§ ACTION ITEM
Search the records for "slot". Copy every line where it appears.

§ DATA FOR ANALYSIS
use crate::parser::ParseError;
use thiserror::Error;

#[derive(Error, Debug)]
pub enum PdfError {
    #[error("IO error: {0}")]
    Io(#[from] std::io::Error),

    #[error("Parse error: {0}")]
    Parse(#[from] ParseError),

    #[error("Invalid PDF structure: {0}")]
    InvalidStructure(String),

    #[error("Invalid object reference: {0} {1} R")]
    InvalidObjectReference(u32, u16),

    #[error("Duplicate key: {0}")]
    DuplicateKey(String),

    #[error("Invalid tree order: min {min}, max {max}")]
    InvalidOrder { min: usize, max: usize },

    #[error("Invalid object type: expected {expected}, found {found}")]
    InvalidObjectType { expected: String, found: String },
}

pub type Result<T> = std::result::Result<T, PdfError>;
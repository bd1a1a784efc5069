use crate::objects::{Object, ObjectId};

#[derive(Debug, Clone)]
pub struct Array {
    elements: Vec<Object>,
    parent: Option<ObjectId>,
    updated: bool,
    is_virtual: bool,
}

impl Array {
    pub fn new() -> Self {
        Self::from(Vec::new())
    }

    pub fn with_capacity(capacity: usize) -> Self {
        Self::from(Vec::with_capacity(capacity))
    }

    pub fn push(&mut self, object: impl Into<Object>) {
        self.touch();
        self.elements.push(object.into());
    }

    pub fn pop(&mut self) -> Option<Object> {
        let popped = self.elements.pop();
        if popped.is_some() {
            self.touch();
        }
        popped
    }

    pub fn insert(&mut self, index: usize, object: impl Into<Object>) {
        self.touch();
        self.elements.insert(index, object.into());
    }

    pub fn remove(&mut self, index: usize) -> Object {
        self.touch();
        self.elements.remove(index)
    }

    /// Replaces the element at `index`, returning the previous value.
    pub fn set(&mut self, index: usize, object: impl Into<Object>) -> Option<Object> {
        let slot = self.elements.get_mut(index)?;
        let previous = std::mem::replace(slot, object.into());
        self.touch();
        Some(previous)
    }

    pub fn get(&self, index: usize) -> Option<&Object> {
        self.elements.get(index)
    }

    pub fn get_mut(&mut self, index: usize) -> Option<&mut Object> {
        if index < self.elements.len() {
            self.touch();
        }
        self.elements.get_mut(index)
    }

    pub fn first(&self) -> Option<&Object> {
        self.elements.first()
    }

    pub fn last(&self) -> Option<&Object> {
        self.elements.last()
    }

    pub fn len(&self) -> usize {
        self.elements.len()
    }

    pub fn is_empty(&self) -> bool {
        self.elements.is_empty()
    }

    pub fn clear(&mut self) {
        if !self.elements.is_empty() {
            self.touch();
        }
        self.elements.clear();
    }

    pub fn iter(&self) -> impl DoubleEndedIterator<Item = &Object> + ExactSizeIterator {
        self.elements.iter()
    }

    pub fn iter_mut(&mut self) -> impl Iterator<Item = &mut Object> {
        self.touch();
        self.elements.iter_mut()
    }

    pub fn as_slice(&self) -> &[Object] {
        &self.elements
    }

    pub fn parent(&self) -> Option<ObjectId> {
        self.parent
    }

    pub fn set_parent(&mut self, parent: Option<ObjectId>) {
        self.parent = parent;
    }

    pub fn is_updated(&self) -> bool {
        self.updated
    }

    pub fn set_updated(&mut self, updated: bool) {
        self.updated = updated;
    }

    pub fn is_virtual(&self) -> bool {
        self.is_virtual
    }

    pub fn set_virtual(&mut self, is_virtual: bool) {
        self.is_virtual = is_virtual;
    }

    pub(crate) fn children_mut(&mut self) -> impl Iterator<Item = &mut Object> {
        self.elements.iter_mut()
    }

    fn touch(&mut self) {
        self.updated = true;
        self.is_virtual = false;
    }
}

impl Default for Array {
    fn default() -> Self {
        Self::new()
    }
}

impl PartialEq for Array {
    fn eq(&self, other: &Self) -> bool {
        self.elements == other.elements
    }
}

impl From<Vec<Object>> for Array {
    fn from(elements: Vec<Object>) -> Self {
        Self {
            elements,
            parent: None,
            updated: false,
            is_virtual: false,
        }
    }
}

impl From<Array> for Vec<Object> {
    fn from(array: Array) -> Self {
        array.elements
    }
}

impl FromIterator<Object> for Array {
    fn from_iter<T: IntoIterator<Item = Object>>(iter: T) -> Self {
        Self::from(iter.into_iter().collect::<Vec<_>>())
    }
}

impl IntoIterator for Array {
    type Item = Object;
    type IntoIter = std::vec::IntoIter<Object>;

    fn into_iter(self) -> Self::IntoIter {
        self.elements.into_iter()
    }
}

#[cfg(test)]
mod tests {
    use super::*;

    #[test]
    fn test_push_pop_and_flags() {
        let mut array = Array::new();
        assert!(!array.is_updated());

        array.push(1);
        array.push(Object::name("Two"));
        assert_eq!(array.len(), 2);
        assert!(array.is_updated());

        assert_eq!(array.pop(), Some(Object::name("Two")));
        assert_eq!(array.last(), Some(&Object::Integer(1)));
    }

    #[test]
    fn test_iter_both_directions() {
        let array: Array = (1..=3).map(Object::Integer).collect();
        let backwards: Vec<_> = array.iter().rev().cloned().collect();
        assert_eq!(
            backwards,
            vec![Object::Integer(3), Object::Integer(2), Object::Integer(1)]
        );
        assert_eq!(array.iter().len(), 3);
    }

    #[test]
    fn test_insert_remove_set() {
        let mut array: Array = vec![Object::Integer(1), Object::Integer(3)].into();
        array.insert(1, 2);
        assert_eq!(
            array.as_slice(),
            &[Object::Integer(1), Object::Integer(2), Object::Integer(3)]
        );

        assert_eq!(array.set(0, 10), Some(Object::Integer(1)));
        assert_eq!(array.set(7, 10), None);
        assert_eq!(array.remove(2), Object::Integer(3));
        assert_eq!(array.as_slice(), &[Object::Integer(10), Object::Integer(2)]);
    }

    #[test]
    fn test_virtual_cleared_by_mutation() {
        let mut array = Array::new();
        array.set_virtual(true);
        assert!(array.is_virtual());
        array.push(true);
        assert!(!array.is_virtual());
    }

    #[test]
    fn test_equality_ignores_parent() {
        let mut a: Array = vec![Object::Integer(1)].into();
        let b = a.clone();
        a.set_parent(Some(ObjectId::new(5, 0)));
        assert_eq!(a, b);
    }

    #[test]
    fn test_collect_and_into_iter() {
        let array: Array = (0..3).map(Object::Integer).collect();
        let values: Vec<i64> = array.into_iter().filter_map(|o| o.as_integer()).collect();
        assert_eq!(values, vec![0, 1, 2]);
    }
}
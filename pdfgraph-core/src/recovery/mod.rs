//! Recovery of damaged cross-reference data
//!
//! When the xref chain of a file cannot be read, the whole file is scanned
//! for `n g obj` headers and the table is rebuilt from what is found. The
//! result is best effort: objects that are present in the file are reachable
//! even if every xref section is lost, as long as a trailer (or at least a
//! catalog) survives.

pub mod xref_recovery;

pub use xref_recovery::{scan_object_headers, ObjectHeader, RecoveredXRef, RecoveryStats, XRefRecovery};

§ TASK ANSWER
        let slot = self.elements.get_mut(index)?;
        let previous = std::mem::replace(slot, object.into());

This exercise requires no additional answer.